You've already seen that phasors convert sinusoidal voltages and currents into complex numbers, and that impedance Z = R + jX generalizes resistance to inductors and capacitors. The payoff for all that setup arrives now: Kirchhoff's laws work on phasors exactly as they work on DC values, except you use complex arithmetic instead of real arithmetic. KVL says the sum of phasor voltages around any closed loop is zero; KCL says the sum of phasor currents into any node is zero. The fundamental conservation principles don't change — only the numbers become complex.
The practical power of this is enormous. Every DC analysis technique you've learned — nodal analysis, mesh analysis, superposition, voltage dividers, Thévenin equivalents — transfers directly to AC circuits with one substitution: replace resistance R with complex impedance Z. A voltage divider with two resistors becomes a voltage divider with two impedances, and the output phasor is simply Z₂/(Z₁ + Z₂) times the input phasor. The algebra looks identical; the result is a complex number encoding both amplitude and phase. This is far easier than solving the differential equations that describe inductor and capacitor behavior in the time domain.

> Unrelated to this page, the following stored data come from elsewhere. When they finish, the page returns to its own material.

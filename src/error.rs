//! Error handling for xof operations
//!
//! This module re-exports the error type used throughout the reader. It uses
//! thiserror and carries byte/bit offsets so callers can match on the
//! failure kind instead of parsing messages.

pub use crate::common::Result;
pub use crate::common::XofError;
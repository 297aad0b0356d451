//! End-to-end loading tests
//!
//! Every encoding of the same document must produce the same scene.

mod common;

use common::{
    binary_document, binary_document_f64, header, mszip_document, text_document,
    triangle_binary_body, triangle_binary_body_f64, BinaryWriter, TRIANGLE_TEXT_BODY,
};
use xof::{
    decompress_bytes, load_bytes, load_file, load_with_options, DrawFlags, HeaderInfo,
    LoadOptions, SceneModel, SphereMode, XofError, XofHeader,
};

fn check_triangle(scene: &SceneModel) {
    assert_eq!(
        scene.positions,
        vec![[0.0, 0.0, 0.0], [1.0, 0.0, 0.0], [0.0, 1.0, 0.0]]
    );
    assert_eq!(scene.faces, vec![[0, 1, 2]]);
    assert_eq!(scene.face_materials, vec![0]);
    assert_eq!(scene.materials.len(), 1);
    assert!(scene.textures.is_empty());
    assert_eq!(
        scene.header,
        Some(HeaderInfo {
            major: 1,
            minor: 0,
            flags: 1
        })
    );

    let material = &scene.materials[0];
    assert_eq!(material.name.as_deref(), Some("red"));
    assert_eq!(material.diffuse, [1.0, 0.0, 0.0, 1.0]);
    assert_eq!(material.specular_power, 5.0);
    assert_eq!(material.specular, [1.0, 1.0, 1.0]);
    assert_eq!(material.ambient, [0.0, 0.0, 0.0]);
    assert!(material.flags.contains(DrawFlags::CAST_SHADOW));
}

#[test]
fn test_binary_triangle() -> Result<(), Box<dyn std::error::Error>> {
    let scene = load_bytes(&binary_document(&triangle_binary_body()))?;
    check_triangle(&scene);
    Ok(())
}

#[test]
fn test_double_width_binary_triangle() -> Result<(), Box<dyn std::error::Error>> {
    let document = binary_document_f64(&triangle_binary_body_f64());
    assert_eq!(XofHeader::parse(&document)?.float_width.bytes(), 8);
    let scene = load_bytes(&document)?;
    check_triangle(&scene);
    assert_eq!(scene, load_bytes(&text_document(TRIANGLE_TEXT_BODY))?);
    Ok(())
}

#[test]
fn test_text_triangle() -> Result<(), Box<dyn std::error::Error>> {
    let scene = load_bytes(&text_document(TRIANGLE_TEXT_BODY))?;
    check_triangle(&scene);
    Ok(())
}

#[test]
fn test_text_and_binary_agree() -> Result<(), Box<dyn std::error::Error>> {
    let text = load_bytes(&text_document(TRIANGLE_TEXT_BODY))?;
    let binary = load_bytes(&binary_document(&triangle_binary_body()))?;
    assert_eq!(text, binary);
    Ok(())
}

#[test]
fn test_compressed_encodings_agree() -> Result<(), Box<dyn std::error::Error>> {
    let expected = load_bytes(&text_document(TRIANGLE_TEXT_BODY))?;

    // Small frames force the document across several of them
    let bzip = mszip_document(b"bzip", &triangle_binary_body(), 64);
    let tzip = mszip_document(b"tzip", TRIANGLE_TEXT_BODY.as_bytes(), 100);
    assert_eq!(load_bytes(&bzip)?, expected);
    assert_eq!(load_bytes(&tzip)?, expected);
    Ok(())
}

#[test]
fn test_decompress_rewrites_format() -> Result<(), Box<dyn std::error::Error>> {
    let body = triangle_binary_body();
    let document = decompress_bytes(&mszip_document(b"bzip", &body, 4096))?;

    let parsed = XofHeader::parse(&document)?;
    assert_eq!(&document[8..12], b"bin ");
    assert!(parsed.encoding.is_binary());
    assert!(!parsed.encoding.is_compressed());
    assert_eq!(&document[16..], &body[..]);
    Ok(())
}

#[test]
fn test_frame_size_mismatch() {
    let mut document = mszip_document(b"tzip", TRIANGLE_TEXT_BODY.as_bytes(), 4096);
    // Declare one byte more than the frames produce
    let declared = u32::from_le_bytes([document[16], document[17], document[18], document[19]]);
    document[16..20].copy_from_slice(&(declared + 1).to_le_bytes());

    let err = load_bytes(&document).unwrap_err();
    assert!(matches!(err, XofError::FrameSizeMismatch { .. } | XofError::TruncatedStream { .. }));
}

#[test]
fn test_unbalanced_braces() {
    let err = load_bytes(&text_document("Unknown { Inner { 1; 2; }")).unwrap_err();
    assert!(matches!(err, XofError::TruncatedStream { .. }));

    let mut writer = BinaryWriter::new();
    writer.name("Unknown").open().integers(&[1, 2, 3]).open();
    let err = load_bytes(&binary_document(&writer.finish())).unwrap_err();
    assert!(matches!(err, XofError::TruncatedStream { .. }));
}

#[test]
fn test_truncated_header() {
    let err = load_bytes(b"xof 0302").unwrap_err();
    assert!(matches!(err, XofError::TruncatedStream { .. }));
}

#[test]
fn test_unknown_format() {
    let err = load_bytes(&header(b"zzzz")).unwrap_err();
    assert!(matches!(err, XofError::Format { offset: 8, .. }));
}

#[test]
fn test_binary_texture_names_in_shift_jis() -> Result<(), Box<dyn std::error::Error>> {
    let mut writer = BinaryWriter::new();
    writer
        .name("Mesh")
        .open()
        .integers(&[3])
        .floats(&[0.0, 0.0, 0.0, 1.0, 0.0, 0.0, 0.0, 1.0, 0.0])
        .integers(&[1, 3, 0, 1, 2])
        .name("MeshMaterialList")
        .open()
        .integers(&[1, 1, 0])
        .name("Material")
        .open()
        .floats(&[1.0, 1.0, 1.0, 0.5, 0.0, 0.0, 0.0, 0.0, 0.0, 0.0, 0.0])
        .name("TextureFilename")
        .open()
        // "顔.bmp*顔.spa"
        .string(&[0x8A, 0xE7, b'.', b'b', b'm', b'p', b'*', 0x8A, 0xE7, b'.', b's', b'p', b'a'])
        .close()
        .close()
        .close()
        .close();

    let scene = load_bytes(&binary_document(&writer.finish()))?;
    assert_eq!(scene.textures, vec!["顔.bmp", "顔.spa"]);
    let material = &scene.materials[0];
    assert_eq!(material.texture_index, Some(0));
    assert_eq!(material.sphere_texture_index, Some(1));
    assert_eq!(material.sphere_mode, SphereMode::Add);
    assert!(material.flags.contains(DrawFlags::DOUBLE_SIDED));
    Ok(())
}

#[test]
fn test_utf8_option() -> Result<(), Box<dyn std::error::Error>> {
    let body = "Mesh {
        3; 0;0;0;, 1;0;0;, 0;1;0;;
        1; 3; 0, 1, 2;;
        MeshMaterialList { 1; 1; 0;; Material { 1;1;1;1;; 0; 0;0;0;; 0;0;0;; TextureFilename { \"näh.png\"; } } }
    }";
    let options = LoadOptions::default()
        .with_encoding_label("utf-8")
        .ok_or("utf-8 label")?;
    let scene = load_with_options(&text_document(body), &options)?;
    assert_eq!(scene.textures, vec!["näh.png"]);
    Ok(())
}

#[test]
fn test_load_file() -> Result<(), Box<dyn std::error::Error>> {
    let dir = tempfile::tempdir()?;
    let path = dir.path().join("triangle.x");
    std::fs::write(&path, text_document(TRIANGLE_TEXT_BODY))?;
    check_triangle(&load_file(&path)?);

    let missing = load_file(dir.path().join("missing.x")).unwrap_err();
    assert!(matches!(missing, XofError::Io(_)));
    Ok(())
}

#[test]
fn test_full_text_document() -> Result<(), Box<dyn std::error::Error>> {
    let body = r#"
template Header {
 <3D82AB43-62DA-11cf-AB39-0020AF71E433>
 WORD major;
 WORD minor;
 DWORD flags;
}

Material shared {
 0.5;0.5;0.5;1.0;;
 10.0;
 0.2;0.2;0.2;;
 0.1;0.1;0.1;;
 TextureFilename { "body.png"; }
}

Frame Root {
 FrameTransformMatrix {
  1.0,0.0,0.0,0.0,
  0.0,1.0,0.0,0.0,
  0.0,0.0,1.0,0.0,
  0.0,0.0,0.0,1.0;;
 }

 Mesh Quad {
  4;
  -1.0;-1.0;0.0;,
  1.0;-1.0;0.0;,
  1.0;1.0;0.0;,
  -1.0;1.0;0.0;;
  1;
  4;0,1,2,3;;

  MeshNormals {
   1;
   0.0;0.0;1.0;;
   1;
   4;0,0,0,0;;
  }

  MeshTextureCoords {
   4;
   0.0;1.0;,
   1.0;1.0;,
   1.0;0.0;,
   0.0;0.0;;
  }

  MeshMaterialList {
   1;
   1;
   0;;
   { shared }
  }
 }
}

AnimationSet Idle {
 Animation { { Quad } AnimationKey { 0; 1; 0; 3; 0.0,0.0,0.0;;; } }
}
"#;

    let scene = load_bytes(&text_document(body))?;
    assert_eq!(scene.positions.len(), 4);
    assert_eq!(scene.faces, vec![[0, 1, 2], [0, 2, 3]]);
    assert_eq!(scene.normals, vec![[0.0, 0.0, 1.0]; 4]);
    assert_eq!(scene.uvs[2], [1.0, 0.0]);
    assert_eq!(scene.textures, vec!["body.png"]);
    assert_eq!(scene.materials[0].name.as_deref(), Some("shared"));
    assert_eq!(scene.materials[0].texture_index, Some(0));
    assert_eq!(scene.face_materials, vec![0, 0]);
    assert!(scene.header.is_none());
    Ok(())
}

For nodal analysis in the phasor domain, assign node voltage phasors as unknowns, write KCL at each node using V̅/Z for each branch current, and solve the resulting system of linear equations — now over the complex numbers. The node voltages you find are phasors: their magnitudes are the AC amplitudes at that node, and their angles are the phase shifts relative to your reference. Thévenin equivalents work the same way: find the open-circuit phasor voltage V̅_th and the Thévenin impedance Z_th by deactivating independent sources (short voltage sources, open current sources), then replace the circuit with V̅_th in series with Z_th.
The key conceptual move here is recognizing that the phasor domain doesn't just make calculation easier — it reveals the structure of AC circuits. A circuit's response at a given frequency is completely described by complex numbers (phasors and impedances). As you extend this to analyze filters and power, you'll be asking how the ratio V̅_out/V̅_in depends on frequency ω. That ratio — the transfer function — is the bridge from phasor-domain analysis to frequency-response analysis, and it is built directly from the KVL and KCL equations you write here.